Input records:
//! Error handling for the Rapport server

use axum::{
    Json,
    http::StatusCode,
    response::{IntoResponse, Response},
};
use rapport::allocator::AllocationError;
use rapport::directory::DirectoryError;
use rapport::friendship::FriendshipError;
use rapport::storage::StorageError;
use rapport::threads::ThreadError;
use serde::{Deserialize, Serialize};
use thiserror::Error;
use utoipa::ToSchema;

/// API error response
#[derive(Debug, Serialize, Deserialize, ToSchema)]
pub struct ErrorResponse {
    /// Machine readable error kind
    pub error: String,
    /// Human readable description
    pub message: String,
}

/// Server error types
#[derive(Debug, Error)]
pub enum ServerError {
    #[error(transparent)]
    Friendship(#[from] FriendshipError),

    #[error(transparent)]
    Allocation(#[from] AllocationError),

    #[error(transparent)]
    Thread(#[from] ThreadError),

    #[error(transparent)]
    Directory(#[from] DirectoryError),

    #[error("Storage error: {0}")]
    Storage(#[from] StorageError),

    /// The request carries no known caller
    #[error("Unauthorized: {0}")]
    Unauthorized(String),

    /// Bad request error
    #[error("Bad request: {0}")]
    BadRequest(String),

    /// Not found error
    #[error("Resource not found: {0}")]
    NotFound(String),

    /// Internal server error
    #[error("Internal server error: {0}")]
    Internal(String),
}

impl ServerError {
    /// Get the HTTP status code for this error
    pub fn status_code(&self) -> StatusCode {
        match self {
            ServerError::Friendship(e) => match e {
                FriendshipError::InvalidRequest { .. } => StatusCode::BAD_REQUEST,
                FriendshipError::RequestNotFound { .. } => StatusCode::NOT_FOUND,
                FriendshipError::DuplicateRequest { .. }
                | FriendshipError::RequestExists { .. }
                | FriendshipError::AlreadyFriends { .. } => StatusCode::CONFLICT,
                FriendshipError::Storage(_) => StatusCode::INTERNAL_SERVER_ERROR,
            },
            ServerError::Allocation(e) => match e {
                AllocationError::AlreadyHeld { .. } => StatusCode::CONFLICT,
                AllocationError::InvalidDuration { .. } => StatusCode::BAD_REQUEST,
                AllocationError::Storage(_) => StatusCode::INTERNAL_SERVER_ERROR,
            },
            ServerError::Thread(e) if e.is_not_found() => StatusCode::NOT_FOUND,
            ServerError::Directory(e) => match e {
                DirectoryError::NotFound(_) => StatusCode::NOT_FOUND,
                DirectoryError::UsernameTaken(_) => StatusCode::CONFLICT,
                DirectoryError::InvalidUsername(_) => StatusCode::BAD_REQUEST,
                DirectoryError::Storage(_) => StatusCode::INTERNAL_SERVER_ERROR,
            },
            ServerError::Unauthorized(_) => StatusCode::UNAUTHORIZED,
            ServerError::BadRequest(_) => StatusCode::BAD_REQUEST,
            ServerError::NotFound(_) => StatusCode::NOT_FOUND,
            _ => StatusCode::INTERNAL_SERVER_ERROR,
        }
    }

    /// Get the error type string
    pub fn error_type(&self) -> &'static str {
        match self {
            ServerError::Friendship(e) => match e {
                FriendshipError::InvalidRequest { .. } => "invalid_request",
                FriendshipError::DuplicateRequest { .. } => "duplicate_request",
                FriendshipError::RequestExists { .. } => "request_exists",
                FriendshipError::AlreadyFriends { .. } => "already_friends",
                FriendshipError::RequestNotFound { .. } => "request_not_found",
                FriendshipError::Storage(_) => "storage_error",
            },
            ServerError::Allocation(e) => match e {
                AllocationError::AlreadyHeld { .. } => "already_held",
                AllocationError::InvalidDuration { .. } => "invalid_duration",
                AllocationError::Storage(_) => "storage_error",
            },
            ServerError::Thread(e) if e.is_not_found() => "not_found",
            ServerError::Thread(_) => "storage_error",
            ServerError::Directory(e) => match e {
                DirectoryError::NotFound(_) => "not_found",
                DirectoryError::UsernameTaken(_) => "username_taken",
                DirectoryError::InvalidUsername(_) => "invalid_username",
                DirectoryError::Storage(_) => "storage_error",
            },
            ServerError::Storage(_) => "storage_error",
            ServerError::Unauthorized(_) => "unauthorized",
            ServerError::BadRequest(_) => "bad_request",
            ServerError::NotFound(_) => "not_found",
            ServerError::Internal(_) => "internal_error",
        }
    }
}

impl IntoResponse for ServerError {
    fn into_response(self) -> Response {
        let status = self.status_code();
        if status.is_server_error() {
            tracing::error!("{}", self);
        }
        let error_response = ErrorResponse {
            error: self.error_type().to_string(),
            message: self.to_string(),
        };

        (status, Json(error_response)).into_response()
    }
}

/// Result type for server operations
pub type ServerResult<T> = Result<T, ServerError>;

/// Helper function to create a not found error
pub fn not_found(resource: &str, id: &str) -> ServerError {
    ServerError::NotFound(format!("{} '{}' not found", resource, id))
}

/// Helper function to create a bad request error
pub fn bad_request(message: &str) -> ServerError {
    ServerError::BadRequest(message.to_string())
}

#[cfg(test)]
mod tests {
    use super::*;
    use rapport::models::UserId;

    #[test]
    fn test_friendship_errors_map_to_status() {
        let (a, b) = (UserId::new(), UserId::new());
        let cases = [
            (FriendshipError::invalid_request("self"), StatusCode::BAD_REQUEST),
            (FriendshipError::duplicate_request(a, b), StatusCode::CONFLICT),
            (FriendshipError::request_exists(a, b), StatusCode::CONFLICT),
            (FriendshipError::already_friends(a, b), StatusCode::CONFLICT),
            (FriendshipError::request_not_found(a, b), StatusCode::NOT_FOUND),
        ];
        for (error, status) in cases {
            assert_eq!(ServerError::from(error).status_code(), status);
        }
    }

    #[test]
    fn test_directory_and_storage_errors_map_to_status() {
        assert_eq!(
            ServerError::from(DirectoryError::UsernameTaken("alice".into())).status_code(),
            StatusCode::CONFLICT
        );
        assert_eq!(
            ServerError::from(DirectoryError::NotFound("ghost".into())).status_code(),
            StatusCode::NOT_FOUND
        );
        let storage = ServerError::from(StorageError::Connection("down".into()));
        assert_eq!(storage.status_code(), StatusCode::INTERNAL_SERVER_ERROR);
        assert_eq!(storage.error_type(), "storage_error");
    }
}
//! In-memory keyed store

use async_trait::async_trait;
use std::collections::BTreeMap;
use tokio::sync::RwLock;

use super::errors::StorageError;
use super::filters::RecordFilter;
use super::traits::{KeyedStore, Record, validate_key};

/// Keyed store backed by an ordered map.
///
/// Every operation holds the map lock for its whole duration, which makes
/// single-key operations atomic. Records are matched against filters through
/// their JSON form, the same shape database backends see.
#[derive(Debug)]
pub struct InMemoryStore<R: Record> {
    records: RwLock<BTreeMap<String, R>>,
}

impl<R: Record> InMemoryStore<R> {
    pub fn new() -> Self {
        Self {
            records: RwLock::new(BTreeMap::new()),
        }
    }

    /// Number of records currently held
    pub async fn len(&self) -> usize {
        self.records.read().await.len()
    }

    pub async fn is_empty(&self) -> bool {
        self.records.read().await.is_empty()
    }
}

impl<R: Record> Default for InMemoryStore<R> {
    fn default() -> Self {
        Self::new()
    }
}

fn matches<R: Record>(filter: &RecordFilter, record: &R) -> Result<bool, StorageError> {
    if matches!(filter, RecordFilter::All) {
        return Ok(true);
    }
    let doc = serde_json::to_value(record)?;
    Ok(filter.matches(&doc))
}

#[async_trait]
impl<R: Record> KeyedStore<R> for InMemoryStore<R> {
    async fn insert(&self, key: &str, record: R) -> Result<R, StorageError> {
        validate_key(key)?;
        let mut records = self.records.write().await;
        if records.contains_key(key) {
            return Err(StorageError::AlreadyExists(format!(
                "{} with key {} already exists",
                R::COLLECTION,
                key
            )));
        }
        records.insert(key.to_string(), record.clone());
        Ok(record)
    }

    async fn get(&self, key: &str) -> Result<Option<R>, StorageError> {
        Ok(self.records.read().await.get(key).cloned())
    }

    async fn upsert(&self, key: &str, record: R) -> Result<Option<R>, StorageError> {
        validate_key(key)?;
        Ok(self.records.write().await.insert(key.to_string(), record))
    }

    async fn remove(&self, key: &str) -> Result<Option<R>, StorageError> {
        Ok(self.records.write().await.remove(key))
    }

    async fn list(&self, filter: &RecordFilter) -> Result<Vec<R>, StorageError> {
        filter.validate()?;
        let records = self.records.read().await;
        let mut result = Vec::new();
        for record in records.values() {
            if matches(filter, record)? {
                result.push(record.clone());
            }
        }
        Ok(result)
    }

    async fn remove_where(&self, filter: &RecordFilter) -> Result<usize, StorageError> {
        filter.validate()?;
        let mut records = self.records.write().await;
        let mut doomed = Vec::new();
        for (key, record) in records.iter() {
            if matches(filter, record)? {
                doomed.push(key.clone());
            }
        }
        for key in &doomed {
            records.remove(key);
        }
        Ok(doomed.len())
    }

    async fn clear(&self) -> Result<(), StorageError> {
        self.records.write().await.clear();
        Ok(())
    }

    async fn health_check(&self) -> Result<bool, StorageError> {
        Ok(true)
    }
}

Exercise:
Check each line of the listing for "from", and copy the ones that hold it.

Task solution:
    Friendship(#[from] FriendshipError),
    Allocation(#[from] AllocationError),
    Thread(#[from] ThreadError),
    Directory(#[from] DirectoryError),
    Storage(#[from] StorageError),
            assert_eq!(ServerError::from(error).status_code(), status);
            ServerError::from(DirectoryError::UsernameTaken("alice".into())).status_code(),
            ServerError::from(DirectoryError::NotFound("ghost".into())).status_code(),
        let storage = ServerError::from(StorageError::Connection("down".into()));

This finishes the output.